The matrix \(\boldsymbol{A}\) is given by\[\boldsymbol{A} = \left( {\begin{array}{*{20}{c}}
{11}&{\sqrt 3 }\\
{\sqrt 3 }&9
\end{array}} \right) .\]Find the eigenvalues and eigenvectors of \(\boldsymbol{A}\).

The ellipse \(E\) has equation \({{\boldsymbol{X}}^T}{\boldsymbol{AX}} = 24\) where \(\boldsymbol{X} = \left( \begin{array}{l}
x\\
y
\end{array} \right)\) and \(\boldsymbol{A}\) is as defined in part (b).

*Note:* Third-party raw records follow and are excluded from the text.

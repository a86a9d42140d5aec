//! Orbit camera for the galaxy viewer.

use glam::{Mat4, Vec3};

/// Orbit camera circling a target point.
pub struct Camera {
    /// Horizontal rotation angle in radians.
    pub yaw: f32,
    /// Vertical rotation angle in radians.
    pub pitch: f32,
    /// Distance from the target point.
    pub distance: f32,
    /// Point the camera orbits around.
    pub target: Vec3,
}

impl Camera {
    pub const FOV_Y: f32 = 45.0;
    pub const Z_NEAR: f32 = 0.1;
    pub const Z_FAR: f32 = 1000.0;

    /// Pitch is kept shy of the poles so the up vector stays valid.
    pub const PITCH_LIMIT: f32 = 1.5;
    pub const MIN_DISTANCE: f32 = 0.5;
    pub const MAX_DISTANCE: f32 = 60.0;

    /// Create a new camera with default positioning: six units out, slightly
    /// above the galactic plane.
    pub fn new() -> Self {
        Self {
            yaw: 0.0,
            pitch: 0.5,
            distance: 6.0,
            target: Vec3::ZERO,
        }
    }

    /// Calculate the camera's world position.
    pub fn position(&self) -> Vec3 {
        let x = self.distance * self.pitch.cos() * self.yaw.sin();
        let y = self.distance * self.pitch.sin();
        let z = self.distance * self.pitch.cos() * self.yaw.cos();
        self.target + Vec3::new(x, y, z)
    }

    /// Calculate the view matrix for rendering.
    pub fn view_matrix(&self) -> Mat4 {
        Mat4::look_at_rh(self.position(), self.target, Vec3::Y)
    }

    /// Combined view-projection matrix for the given viewport aspect ratio.
    pub fn view_proj(&self, aspect: f32) -> Mat4 {
        let proj =
            Mat4::perspective_rh(Self::FOV_Y.to_radians(), aspect, Self::Z_NEAR, Self::Z_FAR);
        proj * self.view_matrix()
    }

    /// Apply a mouse-drag rotation delta in pixels.
    pub fn rotate(&mut self, dx: f32, dy: f32) {
        self.yaw -= dx * 0.005;
        self.pitch = (self.pitch + dy * 0.005).clamp(-Self::PITCH_LIMIT, Self::PITCH_LIMIT);
    }

    /// Apply a scroll-wheel zoom delta.
    pub fn zoom(&mut self, scroll: f32) {
        self.distance =
            (self.distance - scroll * 0.3).clamp(Self::MIN_DISTANCE, Self::MAX_DISTANCE);
    }
}

impl Default for Camera {
    fn default() -> Self {
        Self::new()
    }
}

#[cfg(test)]
mod tests {
    use super::*;

    #[test]
    fn test_position_on_axis() {
        let camera = Camera {
            yaw: 0.0,
            pitch: 0.0,
            distance: 6.0,
            target: Vec3::ZERO,
        };
        assert!((camera.position() - Vec3::new(0.0, 0.0, 6.0)).length() < 1e-6);
    }

    #[test]
    fn test_view_matrix_looks_at_target() {
        let camera = Camera::new();
        // The target sits straight ahead of the camera, one distance away.
        let in_view = camera.view_matrix().transform_point3(camera.target);
        assert!((in_view - Vec3::new(0.0, 0.0, -camera.distance)).length() < 1e-4);
    }

    #[test]
    fn test_pitch_and_distance_clamps() {
        let mut camera = Camera::new();
        camera.rotate(0.0, 1e6);
        assert_eq!(camera.pitch, Camera::PITCH_LIMIT);

        camera.zoom(1e6);
        assert_eq!(camera.distance, Camera::MIN_DISTANCE);
        camera.zoom(-1e6);
        assert_eq!(camera.distance, Camera::MAX_DISTANCE);
    }
}
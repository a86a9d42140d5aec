//! Generation throughput at the panel's minimum, default, and maximum counts.

use criterion::{black_box, criterion_group, criterion_main, Criterion};
use galaxygen::{generate_seeded, GalaxyParams};

fn bench_generate(c: &mut Criterion) {
    let mut group = c.benchmark_group("generate");

    for count in [100u32, 10_000, 50_000] {
        let params = GalaxyParams {
            count,
            ..Default::default()
        };
        group.bench_function(format!("{count}_points"), |b| {
            b.iter(|| generate_seeded(black_box(&params), 42).unwrap());
        });
    }

    group.finish();
}

criterion_group!(benches, bench_generate);
criterion_main!(benches);
//! # galaxygen - Procedural Spiral Galaxies
//!
//! Generates spiral galaxy point clouds from a small set of tweakable
//! parameters and displays them in an interactive wgpu viewer.
//!
//! ## Quick Start
//!
//! ```ignore
//! use galaxygen::{GalaxyParams, Viewer};
//!
//! fn main() -> Result<(), galaxygen::ViewerError> {
//!     Viewer::new()
//!         .with_params(GalaxyParams {
//!             branches: 5,
//!             spin: 2.0,
//!             ..Default::default()
//!         })
//!         .run()
//! }
//! ```
//!
//! ## Core Concepts
//!
//! ### Generation
//!
//! [`galaxy::generate`] is a pure function: [`GalaxyParams`] in, a
//! [`PointCloud`] of parallel position/color buffers out. Each point lands
//! on one of `branches` spiral arms, twisted by `spin` proportionally to its
//! radial distance, scattered by a power-shaped jitter, and colored by a
//! center-to-edge gradient. Randomness is injected, so seeded runs are
//! bit-reproducible (see [`galaxy::generate_seeded`]).
//!
//! ### Rendering
//!
//! The generator never touches the GPU. A [`PointCloudRenderer`] accepts a
//! finished cloud, releases the previous one, and tracks the viewport;
//! [`GpuRenderer`] implements it with instanced billboard points and
//! additive blending. The field is static between regenerations - nothing
//! animates but the camera.
//!
//! ### The Panel
//!
//! With the `egui` feature (on by default), the viewer shows a tweak panel
//! for every parameter. Edits regenerate the galaxy when editing finishes,
//! never mid-drag.

pub mod camera;
pub mod error;
pub mod galaxy;
#[cfg(feature = "egui")]
pub mod panel;
pub mod renderer;
pub mod viewer;

pub use camera::Camera;
pub use error::{GpuError, InvalidParameterError, ViewerError};
pub use galaxy::{generate, generate_seeded, hex_color, GalaxyParams, PointCloud};
pub use glam::Vec3;
pub use renderer::{GpuRenderer, Overlay, PointCloudRenderer};
pub use viewer::Viewer;

/// Convenient re-exports for common usage.
///
/// ```ignore
/// use galaxygen::prelude::*;
/// ```
pub mod prelude {
    pub use crate::camera::Camera;
    pub use crate::error::{GpuError, InvalidParameterError, ViewerError};
    pub use crate::galaxy::{generate, generate_seeded, hex_color, GalaxyParams, PointCloud};
    pub use crate::renderer::{GpuRenderer, PointCloudRenderer};
    pub use crate::viewer::Viewer;
    pub use crate::Vec3;
}
use galaxygen::Viewer;

fn main() {
    env_logger::init();

    if let Err(err) = Viewer::new().run() {
        eprintln!("galaxygen: {}", err);
        std::process::exit(1);
    }
}
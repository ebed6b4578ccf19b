//! # FieldOps Core Library
//!
//! Core library for the FieldOps field-service app. The interesting part
//! is the offline-first sync engine: technicians work against the local
//! SQLite store whether or not the van has signal, and the engine
//! reconciles with the server whenever connectivity allows.
//!
//! ## Key Components
//!
//! - [`storage::Database`]: local store for syncable records
//! - [`sync::SyncEngine`]: the cycle state machine (upload → download →
//!   resolve → cleanup)
//! - [`sync::SyncScheduler`]: timer / connectivity / background-window
//!   trigger loop
//! - [`sync::ConnectivityMonitor`]: reachability classification and
//!   restored-edge signalling
//!
//! The engine is constructed once at process start and passed explicitly
//! to anything that triggers or observes sync; there are no process-wide
//! singletons.

pub mod error;
pub mod model;
pub mod storage;
pub mod sync;

pub use error::{ConfigError, StoreError};
pub use model::{
    Chemical, ChemicalTreatment, DeviceRegistration, EntityKind, Job, LocalRecord, Photo,
    SyncStatus,
};
pub use storage::{Config, Database};
pub use sync::{
    ConnectivityMonitor, CycleOutcome, RemoteClient, SyncEngine, SyncError, SyncScheduler,
    SyncState, SyncTrigger,
};
//! Pluggable conflict resolution.
//!
//! The resolver scans every kind for conflicted records and applies an
//! injectable policy to each, using the remote snapshot stashed by the
//! merge engine. Neither the orchestrator nor the merge engine knows the
//! policy; swapping in field-level merge or user-prompted resolution
//! touches only this seam.

use std::sync::Arc;

use chrono::Utc;

use crate::model::{ConflictSnapshot, LocalRecord, SyncStatus};
use crate::storage::Database;

use super::types::PhaseAbort;

/// A policy's verdict for one conflicted record.
#[derive(Debug, Clone, PartialEq)]
pub enum Resolution {
    /// Accept the server copy; the record becomes `Synced`.
    TakeRemote,
    /// Keep the local edit; the record goes back to `Pending` so the next
    /// cycle re-uploads it.
    KeepLocal,
    /// Substitute a merged payload; it goes back to `Pending` for upload.
    Merged(serde_json::Value),
}

/// Conflicted local record + stashed remote snapshot → resolution.
pub type ConflictPolicy =
    Arc<dyn Fn(&LocalRecord, &ConflictSnapshot) -> Resolution + Send + Sync>;

/// Shipped policy: the server copy wins unconditionally, discarding the
/// local divergent edit.
pub fn server_wins() -> ConflictPolicy {
    Arc::new(|_local, _remote| Resolution::TakeRemote)
}

/// Counters for one resolve phase.
#[derive(Debug, Default, Clone, Copy)]
pub struct ResolveReport {
    pub resolved: usize,
}

pub(crate) fn run(db: &mut Database, policy: &ConflictPolicy) -> Result<ResolveReport, PhaseAbort> {
    let conflicts = db.conflicts()?;
    let mut report = ResolveReport::default();

    for (local, snapshot) in conflicts {
        let kind = local.kind;
        let local_id = local.local_id;
        match policy(&local, &snapshot) {
            Resolution::TakeRemote => db.apply_resolution(
                kind,
                local_id,
                &snapshot.remote_payload,
                snapshot.remote_last_modified,
                SyncStatus::Synced,
            )?,
            Resolution::KeepLocal => db.apply_resolution(
                kind,
                local_id,
                &local.payload,
                Utc::now(),
                SyncStatus::Pending,
            )?,
            Resolution::Merged(payload) => {
                db.apply_resolution(kind, local_id, &payload, Utc::now(), SyncStatus::Pending)?
            }
        }
        report.resolved += 1;
        tracing::debug!(kind = kind.as_str(), local_id = %local_id, "conflict resolved");
    }

    Ok(report)
}
mod config;
pub mod database;

pub use config::{Config, DeviceConfig, ServerConfig};
pub use database::Database;

use std::path::PathBuf;

/// Returns `~/.config/fieldops[-dev]/` based on FIELDOPS_ENV.
///
/// Set FIELDOPS_ENV=dev to use the development data directory.
///
/// # Errors
/// Returns an error if the home directory cannot be determined or if
/// creating the config directory fails.
pub fn data_dir() -> Result<PathBuf, std::io::Error> {
    let base_dir = dirs::home_dir()
        .unwrap_or_else(|| PathBuf::from("."))
        .join(".config");

    let env = std::env::var("FIELDOPS_ENV").unwrap_or_else(|_| "production".to_string());

    let dir = if env == "dev" {
        base_dir.join("fieldops-dev")
    } else {
        base_dir.join("fieldops")
    };

    std::fs::create_dir_all(&dir)?;
    Ok(dir)
}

   (i)     Show that \(E\) can be rotated about the origin onto the ellipse \(E'\) having equation \(2{x^2} + 3{y^2} = 6\) .

   (ii)     Find the acute angle through which \(E\) has to be rotated to coincide with \(E'\) .

(i)     let \(\boldsymbol{M} = \left( {\begin{array}{*{20}{c}}
a&b\\
b&c
\end{array}} \right)\)     (M1)

the eigenvalues satisfy

\(\det (\boldsymbol{M} - \lambda \boldsymbol{I}) = 0\)     (M1)

\((a - \lambda )(c - \lambda ) - {b^2} = 0\)     (A1)

\({\lambda ^2} - \lambda (a + c) + ac - {b^2} = 0\)     A1

discriminant \( = {(a + c)^2} - 4(ac - {b^2})\)     M1

\( = {(a - c)^2} + 4{b^2} \ge 0\)     A1

this shows that the eigenvalues are real     AG

(ii)     let the distinct eigenvalues be \({\lambda _1},{\lambda _2}\)  , with eigenvectors \({{\boldsymbol{X}}_1}\), \({{\boldsymbol{X}}_2}\)

then

\({\lambda _1}{{\boldsymbol{X}}_1} = {\boldsymbol{M}}{{\boldsymbol{X}}_1}\) and \({\lambda _2}{{\boldsymbol{X}}_2} = {\boldsymbol{M}}{{\boldsymbol{X}}_1}\)     M1

transpose the first equation and postmultiply by \({{\boldsymbol{X}}_2}\) to give

\({\lambda _1}{\boldsymbol{X}}_1^T{{\boldsymbol{X}}_2} = {\boldsymbol{X}}_1^T{\boldsymbol{M}}{{\boldsymbol{X}}_2}\)     A1

premultiply the second equation by \({\boldsymbol{X}}_1^T\)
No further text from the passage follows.